# EXERCISE AIM
When the line containing "5_000.0, 11.0, now)" is reached, begin transcribing. Continue exactly through the final line of the listing, and return nothing else.
################
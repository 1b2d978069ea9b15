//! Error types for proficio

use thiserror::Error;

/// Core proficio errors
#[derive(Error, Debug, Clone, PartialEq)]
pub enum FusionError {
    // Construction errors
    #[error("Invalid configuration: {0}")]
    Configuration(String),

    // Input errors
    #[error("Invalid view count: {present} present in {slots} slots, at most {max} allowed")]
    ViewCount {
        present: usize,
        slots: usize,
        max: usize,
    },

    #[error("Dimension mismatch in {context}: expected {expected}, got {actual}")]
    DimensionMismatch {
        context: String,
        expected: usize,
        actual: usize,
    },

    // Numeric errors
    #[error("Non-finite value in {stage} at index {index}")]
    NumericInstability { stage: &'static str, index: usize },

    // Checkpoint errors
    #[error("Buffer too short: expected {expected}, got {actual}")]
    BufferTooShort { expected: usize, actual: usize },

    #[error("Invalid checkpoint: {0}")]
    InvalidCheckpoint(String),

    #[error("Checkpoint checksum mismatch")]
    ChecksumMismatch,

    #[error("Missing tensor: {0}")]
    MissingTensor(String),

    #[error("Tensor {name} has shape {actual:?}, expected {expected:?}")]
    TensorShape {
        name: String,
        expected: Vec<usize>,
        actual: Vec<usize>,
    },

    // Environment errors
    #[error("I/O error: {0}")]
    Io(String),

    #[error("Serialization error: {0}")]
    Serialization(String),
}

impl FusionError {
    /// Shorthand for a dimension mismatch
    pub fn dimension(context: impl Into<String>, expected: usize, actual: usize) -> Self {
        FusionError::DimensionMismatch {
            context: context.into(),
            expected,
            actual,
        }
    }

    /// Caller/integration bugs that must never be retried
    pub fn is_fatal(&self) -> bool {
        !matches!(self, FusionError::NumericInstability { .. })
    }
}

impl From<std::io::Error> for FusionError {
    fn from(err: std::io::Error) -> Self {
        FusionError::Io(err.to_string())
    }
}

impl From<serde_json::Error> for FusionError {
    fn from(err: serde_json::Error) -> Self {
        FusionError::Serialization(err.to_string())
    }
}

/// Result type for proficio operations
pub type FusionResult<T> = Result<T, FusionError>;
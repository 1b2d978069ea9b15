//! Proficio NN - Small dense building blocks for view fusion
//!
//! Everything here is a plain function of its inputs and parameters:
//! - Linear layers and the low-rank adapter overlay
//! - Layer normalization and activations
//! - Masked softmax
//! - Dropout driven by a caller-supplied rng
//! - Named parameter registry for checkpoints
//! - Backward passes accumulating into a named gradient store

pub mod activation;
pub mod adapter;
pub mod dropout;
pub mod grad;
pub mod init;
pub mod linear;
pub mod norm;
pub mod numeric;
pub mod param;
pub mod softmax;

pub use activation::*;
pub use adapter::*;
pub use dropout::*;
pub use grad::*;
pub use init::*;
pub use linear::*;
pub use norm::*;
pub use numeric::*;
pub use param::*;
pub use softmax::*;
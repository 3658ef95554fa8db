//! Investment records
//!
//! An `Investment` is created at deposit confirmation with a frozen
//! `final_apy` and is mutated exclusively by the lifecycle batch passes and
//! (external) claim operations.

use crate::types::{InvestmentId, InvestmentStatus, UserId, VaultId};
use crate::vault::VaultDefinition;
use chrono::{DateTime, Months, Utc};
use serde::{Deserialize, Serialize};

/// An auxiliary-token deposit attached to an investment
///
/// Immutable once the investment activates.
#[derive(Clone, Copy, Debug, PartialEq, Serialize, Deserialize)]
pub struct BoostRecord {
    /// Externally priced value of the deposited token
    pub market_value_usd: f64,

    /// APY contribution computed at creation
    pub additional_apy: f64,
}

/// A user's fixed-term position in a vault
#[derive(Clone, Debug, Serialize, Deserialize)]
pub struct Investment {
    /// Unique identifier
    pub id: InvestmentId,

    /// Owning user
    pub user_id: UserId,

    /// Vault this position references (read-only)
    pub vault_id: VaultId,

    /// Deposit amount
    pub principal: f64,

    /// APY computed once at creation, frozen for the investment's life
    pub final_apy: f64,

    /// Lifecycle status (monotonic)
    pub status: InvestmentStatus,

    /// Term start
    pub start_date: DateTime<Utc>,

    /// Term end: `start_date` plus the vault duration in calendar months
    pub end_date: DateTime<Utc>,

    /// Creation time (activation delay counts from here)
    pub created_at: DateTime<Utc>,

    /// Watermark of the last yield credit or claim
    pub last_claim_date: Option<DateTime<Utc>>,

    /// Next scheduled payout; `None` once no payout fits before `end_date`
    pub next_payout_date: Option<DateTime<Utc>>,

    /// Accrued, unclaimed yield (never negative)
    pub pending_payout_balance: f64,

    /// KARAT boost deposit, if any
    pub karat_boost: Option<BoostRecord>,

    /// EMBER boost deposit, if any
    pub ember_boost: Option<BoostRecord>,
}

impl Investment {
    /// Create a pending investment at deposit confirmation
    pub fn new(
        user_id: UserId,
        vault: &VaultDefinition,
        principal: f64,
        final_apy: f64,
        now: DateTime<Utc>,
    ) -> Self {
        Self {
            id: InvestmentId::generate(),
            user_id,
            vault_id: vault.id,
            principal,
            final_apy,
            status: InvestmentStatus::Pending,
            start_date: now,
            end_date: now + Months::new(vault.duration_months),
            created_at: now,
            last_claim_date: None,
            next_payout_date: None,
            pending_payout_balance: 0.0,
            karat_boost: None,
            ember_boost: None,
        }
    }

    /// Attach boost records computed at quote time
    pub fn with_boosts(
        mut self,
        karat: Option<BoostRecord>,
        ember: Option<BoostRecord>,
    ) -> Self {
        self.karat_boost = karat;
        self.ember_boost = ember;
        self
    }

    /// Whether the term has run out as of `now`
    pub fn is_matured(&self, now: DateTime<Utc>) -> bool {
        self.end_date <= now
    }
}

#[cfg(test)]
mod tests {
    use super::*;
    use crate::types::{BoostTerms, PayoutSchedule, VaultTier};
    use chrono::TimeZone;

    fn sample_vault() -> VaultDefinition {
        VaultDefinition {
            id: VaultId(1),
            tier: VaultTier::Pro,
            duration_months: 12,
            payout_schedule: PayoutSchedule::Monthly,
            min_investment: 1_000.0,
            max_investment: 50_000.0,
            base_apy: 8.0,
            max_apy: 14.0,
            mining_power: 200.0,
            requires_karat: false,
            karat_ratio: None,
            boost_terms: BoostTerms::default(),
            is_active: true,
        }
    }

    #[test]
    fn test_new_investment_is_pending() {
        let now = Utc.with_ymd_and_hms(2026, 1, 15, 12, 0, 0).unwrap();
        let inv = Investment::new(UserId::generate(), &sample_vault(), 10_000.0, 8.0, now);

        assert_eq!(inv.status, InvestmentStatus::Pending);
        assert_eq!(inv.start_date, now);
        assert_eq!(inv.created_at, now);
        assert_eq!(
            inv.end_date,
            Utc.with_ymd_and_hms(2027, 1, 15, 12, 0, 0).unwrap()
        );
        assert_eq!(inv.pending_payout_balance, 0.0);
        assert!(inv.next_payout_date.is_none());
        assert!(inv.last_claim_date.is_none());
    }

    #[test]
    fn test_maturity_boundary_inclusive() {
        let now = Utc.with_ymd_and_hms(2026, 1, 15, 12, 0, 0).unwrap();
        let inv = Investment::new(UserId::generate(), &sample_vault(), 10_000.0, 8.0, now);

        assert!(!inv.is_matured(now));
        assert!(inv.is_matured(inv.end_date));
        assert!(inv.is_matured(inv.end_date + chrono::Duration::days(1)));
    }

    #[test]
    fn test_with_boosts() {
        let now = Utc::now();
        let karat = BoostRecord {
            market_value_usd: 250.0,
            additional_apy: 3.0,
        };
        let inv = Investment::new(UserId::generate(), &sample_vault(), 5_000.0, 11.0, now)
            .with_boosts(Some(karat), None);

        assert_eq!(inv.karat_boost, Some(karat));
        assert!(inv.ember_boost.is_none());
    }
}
################
# ANSWER SECTION
        let inv = Investment::new(UserId::generate(), &sample_vault(), 5_000.0, 11.0, now)
            .with_boosts(Some(karat), None);

        assert_eq!(inv.karat_boost, Some(karat));
        assert!(inv.ember_boost.is_none());
    }
}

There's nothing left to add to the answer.